Did Benedict Cumberbatch endure severe weight-loss to appear as hippy, sleuth Sherlock? Dazzlingly athletic too, with leaps which impress more than the impressable Watson. More than a dash of spoof in the dashing script that gives continual challenge to that entertainment skill. With writing often shared between Mark Gatiss and Steven Moffat during the four series, but mostly Gatiss, also sometimes the producer, and who was most probably casting director, having found the fastest speaking ventriloquist in Cumberbatch.
Not everything is spoken out loud. Some of the detective’s reasonings are ‘thoughts’. Like me, I am sure Mr Gatiss perceives Professor Joseph Bell as slow, sure, and ponderous in thought. But there is often a gap between creator and created. The fast ventriloquism works brilliantly. Gatiss takes the character backwards to move it forwards: Boris Johnson blustering, without many of the mistakes. Also more sure-footedness. Even some peevish sulking when things are not going too well for him.
More inspired casting with Martin Freeman as Dr John Watson. This is not the dullard of Conan Doyle’s invention. This Watson is a pin-up boy (BAFTA best supporting actor award), ever so slightly world-weary, and – dare one say it? – hankering to be in love with Sherlock while flirting with every woman in sight.

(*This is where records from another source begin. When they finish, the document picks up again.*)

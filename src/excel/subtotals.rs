//! Group subtotal ranges over the written-row index.

use umya_spreadsheet::Worksheet;

use super::style;
use crate::models::Level;

/// One emitted table row, in emission order.
#[derive(Debug, Clone, Copy, PartialEq, Eq)]
pub struct WrittenRow {
    pub row: u32,
    pub level: Level,
}

/// Column-H span a group row must sum.
#[derive(Debug, Clone, Copy, PartialEq, Eq)]
pub struct GroupSpan {
    pub group_row: u32,
    pub first_row: u32,
    pub last_row: u32,
}

impl GroupSpan {
    pub fn formula(&self) -> String {
        format!("SUBTOTAL(9,H{}:H{})", self.first_row, self.last_row)
    }
}

/// For each group row, the rows nested below it: everything after it up to
/// the next row of equal or shallower level. Childless groups yield nothing.
pub fn group_spans(written: &[WrittenRow]) -> Vec<GroupSpan> {
    let mut spans = Vec::new();
    for (i, current) in written.iter().enumerate() {
        if !current.level.is_group() {
            continue;
        }
        let weight = current.level.weight();
        let last = written[i + 1..]
            .iter()
            .take_while(|next| next.level.weight() > weight)
            .last();
        if let Some(last) = last {
            spans.push(GroupSpan {
                group_row: current.row,
                first_row: written[i + 1].row,
                last_row: last.row,
            });
        }
    }
    spans
}

/// Write every group's SUBTOTAL into column H of its own row.
pub fn insert_group_subtotals(sheet: &mut Worksheet, written: &[WrittenRow]) -> usize {
    let spans = group_spans(written);
    for span in &spans {
        let cell = sheet.get_cell_mut((8, span.group_row));
        cell.set_formula(span.formula());
        style::style_total_cell(cell.get_style_mut(), None);
    }
    spans.len()
}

What this BBC series gets neatly across is a sleuth who is so fast in his reasoning that he edits his ideas – going back on them even as they are forming – while Watson is so ponderous, he never gets to the end of an idea. So, a bit of Professor Bell in both leads. Imagine what fun Conan Doyle had in creating these characters. Updating the action to today offers further inventiveness. All purists must now leave the room. The audience is invited onto the bandwagon to ride with persons they thought they once knew. There are only four series and three main writers, all of them with the wit to keep the show on the road.
Archvillain, devil incarnate, indestructible Moriarty is beautifully played by Ireland’s greatest charmer, Andrew Scott, who could kill you just by looking at you. No pantomime devil for Mr Scott. This Moriarty also operates on Professor Bell’s trinity of slow, sure, and ponderous. Entire kingdoms would evaporate at the Scott smile.

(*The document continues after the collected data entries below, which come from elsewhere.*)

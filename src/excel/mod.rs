pub mod engine;
pub mod footer;
pub mod merge;
pub mod numeric;
pub mod scaffold;
pub mod style;
pub mod subtotals;

pub use engine::TemplateEngine;
pub use scaffold::write_template;
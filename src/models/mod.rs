mod budget;

pub use budget::*;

Inspector Lestrade of Scotland Yard will surprise you by his slow-wittedness, his only defining feature, most ably delivered by Rupert Graves. Remember his Scudder in the Merchant-Ivory Maurice where the shy stables-tender shocks himself and us as he gives way to uncontrolled wrath. Earthquakes beneath shy men seems to be the message here. (Ben Whishaw gave one of his best performances on the same reasoning, as Norman Scott in the BBC telling of the Jeremy Thorpe trial.)
Russell Tovey makes an impressive appearance in the Baskerville episode as a psychiatric man disturbed by his inner demons, yet strangely unable to connect with himself. Remember the History Boy who got into Cambridge because I told them that Stalin was a sweetie, and they said I was clearly a person who thought for himself. (I don’t know who enjoyed this line the most: Alan Bennett writing it or Russell Tovey speaking it.)

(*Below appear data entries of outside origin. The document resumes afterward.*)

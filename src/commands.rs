use crate::config::{validate_spreadsheet_path, AppConfig, GenerationJob};
use crate::db::{Db, LookupList, DEFAULT_PROFILE};
use crate::excel::{self, TemplateEngine};
use crate::logging::RunLog;
use crate::models::{ColumnMap, Field, LevelChoice};
use crate::services::{self, SourceTable};
use crate::types::{ColumnProfile, GeneratedBudget, HeaderScan, RunRecord, RunStats};
use serde::Serialize;
use std::path::{Path, PathBuf};
use std::sync::Arc;
use std::time::Instant;

/// Everything the commands share: settings, the logger and the (optional) store.
pub struct AppState {
    pub config: AppConfig,
    pub log: Arc<dyn RunLog>,
    /// None when the history database could not be opened; generation still works.
    pub db: Option<Db>,
}

impl AppState {
    pub fn new(config: AppConfig, log: Arc<dyn RunLog>) -> Self {
        let db = match Db::new(config.db_path.clone()) {
            Ok(db) => Some(db),
            Err(e) => {
                log.warn(&format!(
                    "History database unavailable ({}): {}",
                    config.db_path.display(),
                    e
                ));
                None
            }
        };
        Self { config, log, db }
    }

    fn db(&self) -> Result<&Db, String> {
        self.db
            .as_ref()
            .ok_or_else(|| "History database is not available.".to_string())
    }
}

#[derive(Serialize)]
pub struct ValidationResult {
    pub valid: bool,
    #[serde(skip_serializing_if = "Option::is_none")]
    pub error: Option<String>,
}

pub fn validate_spreadsheet(path: &Path) -> ValidationResult {
    match validate_spreadsheet_path(path) {
        Ok(()) => ValidationResult {
            valid: true,
            error: None,
        },
        Err(e) => ValidationResult {
            valid: false,
            error: Some(e),
        },
    }
}

/// One source row as shown before generation.
#[derive(Debug, Serialize)]
pub struct PreviewRow {
    pub sheet_row: usize,
    pub item: String,
    pub code: String,
    pub source: String,
    pub description: String,
    pub suggested: LevelChoice,
}

#[derive(Debug, Serialize)]
pub struct Preview {
    pub header_row: usize,
    pub headers: Vec<String>,
    pub columns: ColumnMap,
    pub rows: Vec<PreviewRow>,
}

pub fn locate(state: &AppState, path: &Path) -> Result<HeaderScan, String> {
    services::locate_header(path, state.log.as_ref()).map_err(|e| e.to_string())
}

fn resolve_header_row(state: &AppState, path: &Path, header_row: Option<usize>) -> Result<usize, String> {
    match header_row {
        Some(row) => Ok(row),
        None => Ok(locate(state, path)?.header_row),
    }
}

/// Read the source table. A given column map filters rows on its description
/// column; otherwise the map is suggested from the headers first.
fn load_table(
    state: &AppState,
    path: &Path,
    header_row: usize,
    max_rows: usize,
    columns: Option<ColumnMap>,
) -> Result<(SourceTable, ColumnMap), String> {
    match columns {
        Some(columns) => {
            let table = services::read_source_rows(
                path,
                header_row,
                max_rows,
                Some(&columns.description),
                state.log.as_ref(),
            )
            .map_err(|e| e.to_string())?;
            Ok((table, columns))
        }
        None => {
            let mut table =
                services::read_source_rows(path, header_row, max_rows, None, state.log.as_ref())
                    .map_err(|e| e.to_string())?;
            let base = default_profile(state);
            let columns = services::suggest_column_map(&table.headers, &base);
            table
                .rows
                .retain(|row| !row.value(&columns.description).is_empty());
            Ok((table, columns))
        }
    }
}

fn default_profile(state: &AppState) -> ColumnMap {
    state
        .db
        .as_ref()
        .and_then(|db| db.get_profile(DEFAULT_PROFILE).ok().flatten())
        .map(|p| p.column_mapping)
        .unwrap_or_default()
}

pub fn preview(
    state: &AppState,
    path: &Path,
    header_row: Option<usize>,
    max_rows: usize,
) -> Result<Preview, String> {
    validate_spreadsheet_path(path)?;
    let header_row = resolve_header_row(state, path, header_row)?;
    let (table, columns) = load_table(state, path, header_row, max_rows, None)?;
    let rows = table
        .rows
        .iter()
        .map(|row| {
            let item = row.value(columns.get(Field::Item)).to_string();
            PreviewRow {
                sheet_row: row.sheet_row,
                suggested: services::suggest_level(&item),
                item,
                code: row.value(columns.get(Field::Code)).to_string(),
                source: row.value(columns.get(Field::Source)).to_string(),
                description: row.value(columns.get(Field::Description)).to_string(),
            }
        })
        .collect();
    Ok(Preview {
        header_row,
        headers: table.headers,
        columns,
        rows,
    })
}

/// Run a generation job on a worker thread, then record it in the history
/// and lookup lists. Store failures are logged and never fail the job.
pub fn generate_budget(state: &AppState, mut job: GenerationJob) -> Result<GeneratedBudget, String> {
    validate_spreadsheet_path(&job.source)?;
    validate_spreadsheet_path(&job.template)?;
    let started = Instant::now();

    let header_row = resolve_header_row(state, &job.source, job.header_row)?;
    let (table, columns) = load_table(state, &job.source, header_row, job.max_rows, job.columns.take())?;
    let levels: Vec<LevelChoice> = match job.levels.take() {
        Some(levels) if levels.len() != table.rows.len() => {
            return Err(format!(
                "Job lists {} levels but the source has {} rows.",
                levels.len(),
                table.rows.len()
            ));
        }
        Some(levels) => levels,
        None => table
            .rows
            .iter()
            .map(|row| services::suggest_level(row.value(&columns.item)))
            .collect(),
    };
    let entries = table.entries(&levels);
    state.log.info(&format!(
        "{} of {} source rows selected",
        entries.len(),
        table.rows.len()
    ));

    let mut meta = job.metadata;
    if meta.row_height.is_none() {
        meta.row_height = Some(state.config.row_height);
    }

    let engine = TemplateEngine::new(state.config.output_dir.clone(), Arc::clone(&state.log));
    let template = job.template.clone();
    let worker_meta = meta.clone();
    let budget = std::thread::spawn(move || engine.generate(&entries, &template, &columns, &worker_meta))
        .join()
        .map_err(|_| "Generation worker panicked.".to_string())?
        .map_err(|e| e.to_string())?;

    let project_name = if meta.title.trim().is_empty() {
        meta.output_name.clone()
    } else {
        meta.title.clone()
    };
    let record = RunRecord {
        id: 0,
        generated_at: chrono::Local::now().format("%Y-%m-%d %H:%M:%S").to_string(),
        project_name,
        location: meta.institution.clone(),
        bdi: meta.bdi,
        total_value: budget.totals.grand_total,
        output_path: budget.output_path.display().to_string(),
        item_count: budget.item_count as i64,
        group_count: budget.group_count as i64,
        duration_secs: started.elapsed().as_secs_f64(),
    };
    match state.db() {
        Ok(db) => {
            if let Err(e) = db.add_run(&record) {
                state.log.warn(&format!("Run not recorded: {}", e));
            }
            if let Err(e) = db.remember_metadata(&meta) {
                state.log.warn(&format!("Lookup lists not updated: {}", e));
            }
        }
        Err(e) => state.log.warn(&e),
    }
    Ok(budget)
}

pub fn init_template(state: &AppState, path: &Path) -> Result<PathBuf, String> {
    excel::write_template(path)?;
    state.log.info(&format!("Template written: {}", path.display()));
    Ok(path.to_path_buf())
}

pub fn get_history(state: &AppState, limit: u32) -> Result<Vec<RunRecord>, String> {
    state.db()?.recent_runs(limit)
}

pub fn get_stats(state: &AppState) -> Result<RunStats, String> {
    state.db()?.run_stats()
}

fn lookup_list(name: &str) -> Result<LookupList, String> {
    LookupList::parse(name).ok_or_else(|| {
        let known: Vec<&str> = LookupList::ALL.iter().map(|l| l.key()).collect();
        format!("Unknown list '{}'. Expected one of: {}", name, known.join(", "))
    })
}

pub fn list_values(state: &AppState, list: &str) -> Result<Vec<String>, String> {
    state.db()?.list_values(lookup_list(list)?)
}

pub fn add_list_value(state: &AppState, list: &str, value: &str) -> Result<bool, String> {
    state.db()?.add_lookup_value(lookup_list(list)?, value)
}

pub fn remove_list_value(state: &AppState, list: &str, value: &str) -> Result<bool, String> {
    state.db()?.remove_lookup_value(lookup_list(list)?, value)
}

pub fn get_profiles(state: &AppState) -> Result<Vec<ColumnProfile>, String> {
    state.db()?.list_profiles()
}

pub fn get_profile(state: &AppState, name: &str) -> Result<ColumnProfile, String> {
    state
        .db()?
        .get_profile(name)?
        .ok_or_else(|| format!("Profile not found: {}", name))
}

pub fn save_profile(state: &AppState, name: &str, mapping_path: &Path) -> Result<i64, String> {
    let text = std::fs::read_to_string(mapping_path).map_err(|e| e.to_string())?;
    let mapping: ColumnMap =
        serde_json::from_str(&text).map_err(|e| format!("Invalid column mapping: {}", e))?;
    state.db()?.save_profile(name, &mapping)
}

pub fn delete_profile(state: &AppState, name: &str) -> Result<bool, String> {
    state.db()?.delete_profile(name)
}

Una Stubbs is Sherlock’s landlady, dogsbody, and cook, whose dedication to service would be more comfortable in a Victorian context. I don’t recall who it was who said, as cooks go she was not bad and as cooks go, she went.
Writers, directors, actors, and producers all subscribe to the truism of drama: less is more.
The good news so welcome in lockdown is that you can enjoy all four series of Sherlock with each episode of approximately ninety minutes on BBC iPlayer made available for the next six months. Arthur Conan Doyle could be invoking his dedication to spiritualism to smile down on the universal enthusiasm for his sleuth.
Footnote: Sherlock Holmes aficionados should relish the final episode of the second series when Douglas Wilmer – whom many regard as perhaps TV’s finest Sherlock Holmes – makes a great cameo appearance.